Task input:
+++

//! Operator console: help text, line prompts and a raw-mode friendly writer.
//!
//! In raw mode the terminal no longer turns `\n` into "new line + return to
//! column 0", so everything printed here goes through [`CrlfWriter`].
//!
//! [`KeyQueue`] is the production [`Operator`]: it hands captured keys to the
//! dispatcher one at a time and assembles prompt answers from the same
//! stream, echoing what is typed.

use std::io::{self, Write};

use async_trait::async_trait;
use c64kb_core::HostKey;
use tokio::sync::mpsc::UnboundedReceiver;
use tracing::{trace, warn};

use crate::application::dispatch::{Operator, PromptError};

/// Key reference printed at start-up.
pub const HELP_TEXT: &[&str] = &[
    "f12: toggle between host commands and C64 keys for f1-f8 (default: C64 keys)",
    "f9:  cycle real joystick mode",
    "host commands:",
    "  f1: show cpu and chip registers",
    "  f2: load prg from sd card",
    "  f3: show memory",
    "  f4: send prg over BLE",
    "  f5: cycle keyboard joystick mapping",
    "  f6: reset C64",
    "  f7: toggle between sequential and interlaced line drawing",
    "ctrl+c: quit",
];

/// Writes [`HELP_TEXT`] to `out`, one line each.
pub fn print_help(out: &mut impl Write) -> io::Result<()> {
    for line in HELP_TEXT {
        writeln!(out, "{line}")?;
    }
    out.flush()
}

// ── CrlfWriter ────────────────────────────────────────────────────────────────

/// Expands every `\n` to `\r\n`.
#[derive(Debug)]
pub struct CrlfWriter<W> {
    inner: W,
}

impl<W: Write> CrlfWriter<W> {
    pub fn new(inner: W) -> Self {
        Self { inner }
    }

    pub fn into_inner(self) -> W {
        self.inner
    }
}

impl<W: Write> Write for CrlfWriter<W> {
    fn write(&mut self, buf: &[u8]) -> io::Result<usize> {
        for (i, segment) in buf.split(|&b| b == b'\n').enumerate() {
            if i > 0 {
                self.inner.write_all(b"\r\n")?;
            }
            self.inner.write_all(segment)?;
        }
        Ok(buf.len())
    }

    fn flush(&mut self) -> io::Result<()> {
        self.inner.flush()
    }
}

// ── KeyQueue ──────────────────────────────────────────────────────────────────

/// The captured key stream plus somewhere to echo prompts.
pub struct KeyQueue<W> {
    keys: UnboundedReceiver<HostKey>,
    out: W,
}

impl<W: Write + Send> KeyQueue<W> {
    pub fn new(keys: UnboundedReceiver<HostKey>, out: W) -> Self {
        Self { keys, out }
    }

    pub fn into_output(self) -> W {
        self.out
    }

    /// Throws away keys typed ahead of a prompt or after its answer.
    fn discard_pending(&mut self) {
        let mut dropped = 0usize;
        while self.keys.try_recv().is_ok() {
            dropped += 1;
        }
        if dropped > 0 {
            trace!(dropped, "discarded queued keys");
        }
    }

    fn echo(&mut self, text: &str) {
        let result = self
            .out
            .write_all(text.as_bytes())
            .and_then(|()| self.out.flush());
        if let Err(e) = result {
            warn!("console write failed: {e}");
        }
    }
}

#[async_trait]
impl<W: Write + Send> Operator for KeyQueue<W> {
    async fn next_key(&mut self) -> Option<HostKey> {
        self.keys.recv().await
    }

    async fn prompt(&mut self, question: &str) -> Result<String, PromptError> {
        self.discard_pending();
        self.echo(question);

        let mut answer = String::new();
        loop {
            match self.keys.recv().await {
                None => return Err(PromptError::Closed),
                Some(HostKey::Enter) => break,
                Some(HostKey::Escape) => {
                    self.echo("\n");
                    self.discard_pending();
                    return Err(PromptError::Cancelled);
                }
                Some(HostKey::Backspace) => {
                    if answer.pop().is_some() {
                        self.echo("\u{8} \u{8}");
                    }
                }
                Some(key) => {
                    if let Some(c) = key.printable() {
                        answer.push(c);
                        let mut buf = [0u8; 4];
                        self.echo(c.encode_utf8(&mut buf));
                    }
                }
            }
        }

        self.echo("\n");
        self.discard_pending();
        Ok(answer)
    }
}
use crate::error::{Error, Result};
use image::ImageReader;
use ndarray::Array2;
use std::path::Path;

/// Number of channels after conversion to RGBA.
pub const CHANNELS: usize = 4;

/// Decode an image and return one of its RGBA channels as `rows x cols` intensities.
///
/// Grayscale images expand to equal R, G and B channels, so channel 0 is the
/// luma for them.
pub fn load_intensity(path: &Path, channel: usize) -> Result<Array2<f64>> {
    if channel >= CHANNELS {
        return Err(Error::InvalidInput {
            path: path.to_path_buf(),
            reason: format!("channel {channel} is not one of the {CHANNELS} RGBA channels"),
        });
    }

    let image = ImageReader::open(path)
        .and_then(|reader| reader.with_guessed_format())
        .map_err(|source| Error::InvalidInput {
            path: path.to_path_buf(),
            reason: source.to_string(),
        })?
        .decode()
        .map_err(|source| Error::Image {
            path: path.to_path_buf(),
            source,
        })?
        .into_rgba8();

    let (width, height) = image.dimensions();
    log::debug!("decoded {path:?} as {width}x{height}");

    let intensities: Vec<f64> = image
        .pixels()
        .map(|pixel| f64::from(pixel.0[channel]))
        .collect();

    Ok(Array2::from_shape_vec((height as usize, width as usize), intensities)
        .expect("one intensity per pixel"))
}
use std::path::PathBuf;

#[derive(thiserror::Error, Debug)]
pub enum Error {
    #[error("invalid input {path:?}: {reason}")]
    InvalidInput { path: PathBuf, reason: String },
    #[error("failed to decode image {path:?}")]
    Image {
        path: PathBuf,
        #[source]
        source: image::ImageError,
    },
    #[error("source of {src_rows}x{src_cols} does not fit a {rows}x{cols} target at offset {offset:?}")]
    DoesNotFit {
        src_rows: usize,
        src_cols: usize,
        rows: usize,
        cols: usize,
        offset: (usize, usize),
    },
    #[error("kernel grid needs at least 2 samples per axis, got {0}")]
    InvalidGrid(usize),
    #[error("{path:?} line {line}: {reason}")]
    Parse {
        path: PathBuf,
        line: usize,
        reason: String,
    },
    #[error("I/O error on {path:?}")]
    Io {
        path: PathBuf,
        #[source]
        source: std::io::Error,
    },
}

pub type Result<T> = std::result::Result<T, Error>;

+++

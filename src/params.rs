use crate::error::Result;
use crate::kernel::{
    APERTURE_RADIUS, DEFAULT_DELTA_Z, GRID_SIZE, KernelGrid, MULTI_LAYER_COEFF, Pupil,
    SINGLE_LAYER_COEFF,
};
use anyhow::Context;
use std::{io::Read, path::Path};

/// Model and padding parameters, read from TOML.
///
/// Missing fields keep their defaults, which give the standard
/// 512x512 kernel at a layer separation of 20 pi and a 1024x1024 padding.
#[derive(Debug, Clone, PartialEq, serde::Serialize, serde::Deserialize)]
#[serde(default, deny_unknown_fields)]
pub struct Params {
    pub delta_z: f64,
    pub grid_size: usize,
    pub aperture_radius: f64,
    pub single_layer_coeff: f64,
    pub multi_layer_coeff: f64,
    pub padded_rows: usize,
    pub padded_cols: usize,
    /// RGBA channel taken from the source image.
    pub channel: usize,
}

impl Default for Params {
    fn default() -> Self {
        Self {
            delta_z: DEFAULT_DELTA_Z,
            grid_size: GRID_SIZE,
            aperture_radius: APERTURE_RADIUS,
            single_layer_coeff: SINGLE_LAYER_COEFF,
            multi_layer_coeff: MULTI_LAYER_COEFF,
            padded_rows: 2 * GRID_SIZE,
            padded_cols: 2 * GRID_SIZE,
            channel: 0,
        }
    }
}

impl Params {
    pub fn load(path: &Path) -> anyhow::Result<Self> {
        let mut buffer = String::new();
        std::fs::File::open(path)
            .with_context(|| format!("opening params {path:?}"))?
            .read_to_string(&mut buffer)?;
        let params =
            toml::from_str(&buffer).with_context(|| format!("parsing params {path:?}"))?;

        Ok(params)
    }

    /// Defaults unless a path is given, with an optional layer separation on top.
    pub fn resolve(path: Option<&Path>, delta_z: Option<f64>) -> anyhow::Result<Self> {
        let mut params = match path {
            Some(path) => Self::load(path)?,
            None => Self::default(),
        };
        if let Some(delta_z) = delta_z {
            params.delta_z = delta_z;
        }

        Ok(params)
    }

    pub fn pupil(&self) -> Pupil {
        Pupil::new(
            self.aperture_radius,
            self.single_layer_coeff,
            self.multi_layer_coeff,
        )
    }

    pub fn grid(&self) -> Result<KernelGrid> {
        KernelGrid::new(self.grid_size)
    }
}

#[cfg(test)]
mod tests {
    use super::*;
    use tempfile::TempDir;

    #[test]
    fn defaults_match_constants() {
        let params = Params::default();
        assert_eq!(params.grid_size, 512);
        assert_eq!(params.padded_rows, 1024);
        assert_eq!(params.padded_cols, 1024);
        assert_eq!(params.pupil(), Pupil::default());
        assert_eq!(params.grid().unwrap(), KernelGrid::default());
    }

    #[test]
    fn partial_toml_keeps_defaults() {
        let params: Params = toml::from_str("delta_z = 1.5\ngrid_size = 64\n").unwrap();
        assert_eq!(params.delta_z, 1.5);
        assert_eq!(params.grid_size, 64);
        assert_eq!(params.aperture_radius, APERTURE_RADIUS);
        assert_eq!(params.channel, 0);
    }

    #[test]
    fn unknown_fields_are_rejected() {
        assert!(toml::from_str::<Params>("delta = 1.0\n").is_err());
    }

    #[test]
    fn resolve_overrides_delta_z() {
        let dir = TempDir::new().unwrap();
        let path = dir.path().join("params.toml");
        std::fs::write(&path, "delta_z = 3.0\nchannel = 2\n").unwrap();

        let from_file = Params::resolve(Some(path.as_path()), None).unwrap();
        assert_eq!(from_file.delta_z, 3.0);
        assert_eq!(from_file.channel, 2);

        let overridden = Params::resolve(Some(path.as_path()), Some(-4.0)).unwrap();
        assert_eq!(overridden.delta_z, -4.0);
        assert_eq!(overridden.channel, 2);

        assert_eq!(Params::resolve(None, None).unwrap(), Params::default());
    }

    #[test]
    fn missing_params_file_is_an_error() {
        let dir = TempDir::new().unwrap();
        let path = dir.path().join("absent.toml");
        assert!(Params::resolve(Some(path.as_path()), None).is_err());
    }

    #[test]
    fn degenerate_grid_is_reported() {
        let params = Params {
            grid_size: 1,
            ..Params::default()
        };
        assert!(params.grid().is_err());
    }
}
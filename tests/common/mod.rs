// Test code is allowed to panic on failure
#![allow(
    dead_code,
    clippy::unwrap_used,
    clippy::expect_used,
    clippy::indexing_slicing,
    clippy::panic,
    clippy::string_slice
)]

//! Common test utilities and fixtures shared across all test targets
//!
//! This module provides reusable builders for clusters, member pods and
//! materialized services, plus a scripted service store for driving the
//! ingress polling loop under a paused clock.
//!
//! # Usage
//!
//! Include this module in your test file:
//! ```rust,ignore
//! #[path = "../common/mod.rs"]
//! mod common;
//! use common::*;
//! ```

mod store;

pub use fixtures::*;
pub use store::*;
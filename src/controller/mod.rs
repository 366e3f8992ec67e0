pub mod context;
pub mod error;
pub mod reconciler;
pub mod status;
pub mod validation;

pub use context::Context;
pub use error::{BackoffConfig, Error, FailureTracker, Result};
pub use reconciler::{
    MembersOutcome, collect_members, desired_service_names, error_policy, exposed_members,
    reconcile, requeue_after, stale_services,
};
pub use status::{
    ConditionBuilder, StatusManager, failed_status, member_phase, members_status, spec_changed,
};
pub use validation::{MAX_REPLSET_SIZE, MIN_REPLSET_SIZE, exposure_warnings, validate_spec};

+++

Problem description: From the records above, print only the lines between the one holding "pub struct KeyQueue<W>" and the one holding "pub const CHANNELS: usize = 4;", inclusive, exactly as they stand.

Expected output:
pub struct KeyQueue<W> {
    keys: UnboundedReceiver<HostKey>,
    out: W,
}

impl<W: Write + Send> KeyQueue<W> {
    pub fn new(keys: UnboundedReceiver<HostKey>, out: W) -> Self {
        Self { keys, out }
    }

    pub fn into_output(self) -> W {
        self.out
    }

    /// Throws away keys typed ahead of a prompt or after its answer.
    fn discard_pending(&mut self) {
        let mut dropped = 0usize;
        while self.keys.try_recv().is_ok() {
            dropped += 1;
        }
        if dropped > 0 {
            trace!(dropped, "discarded queued keys");
        }
    }

    fn echo(&mut self, text: &str) {
        let result = self
            .out
            .write_all(text.as_bytes())
            .and_then(|()| self.out.flush());
        if let Err(e) = result {
            warn!("console write failed: {e}");
        }
    }
}

#[async_trait]
impl<W: Write + Send> Operator for KeyQueue<W> {
    async fn next_key(&mut self) -> Option<HostKey> {
        self.keys.recv().await
    }

    async fn prompt(&mut self, question: &str) -> Result<String, PromptError> {
        self.discard_pending();
        self.echo(question);

        let mut answer = String::new();
        loop {
            match self.keys.recv().await {
                None => return Err(PromptError::Closed),
                Some(HostKey::Enter) => break,
                Some(HostKey::Escape) => {
                    self.echo("\n");
                    self.discard_pending();
                    return Err(PromptError::Cancelled);
                }
                Some(HostKey::Backspace) => {
                    if answer.pop().is_some() {
                        self.echo("\u{8} \u{8}");
                    }
                }
                Some(key) => {
                    if let Some(c) = key.printable() {
                        answer.push(c);
                        let mut buf = [0u8; 4];
                        self.echo(c.encode_utf8(&mut buf));
                    }
                }
            }
        }

        self.echo("\n");
        self.discard_pending();
        Ok(answer)
    }
}
use crate::error::{Error, Result};
use image::ImageReader;
use ndarray::Array2;
use std::path::Path;

/// Number of channels after conversion to RGBA.
pub const CHANNELS: usize = 4;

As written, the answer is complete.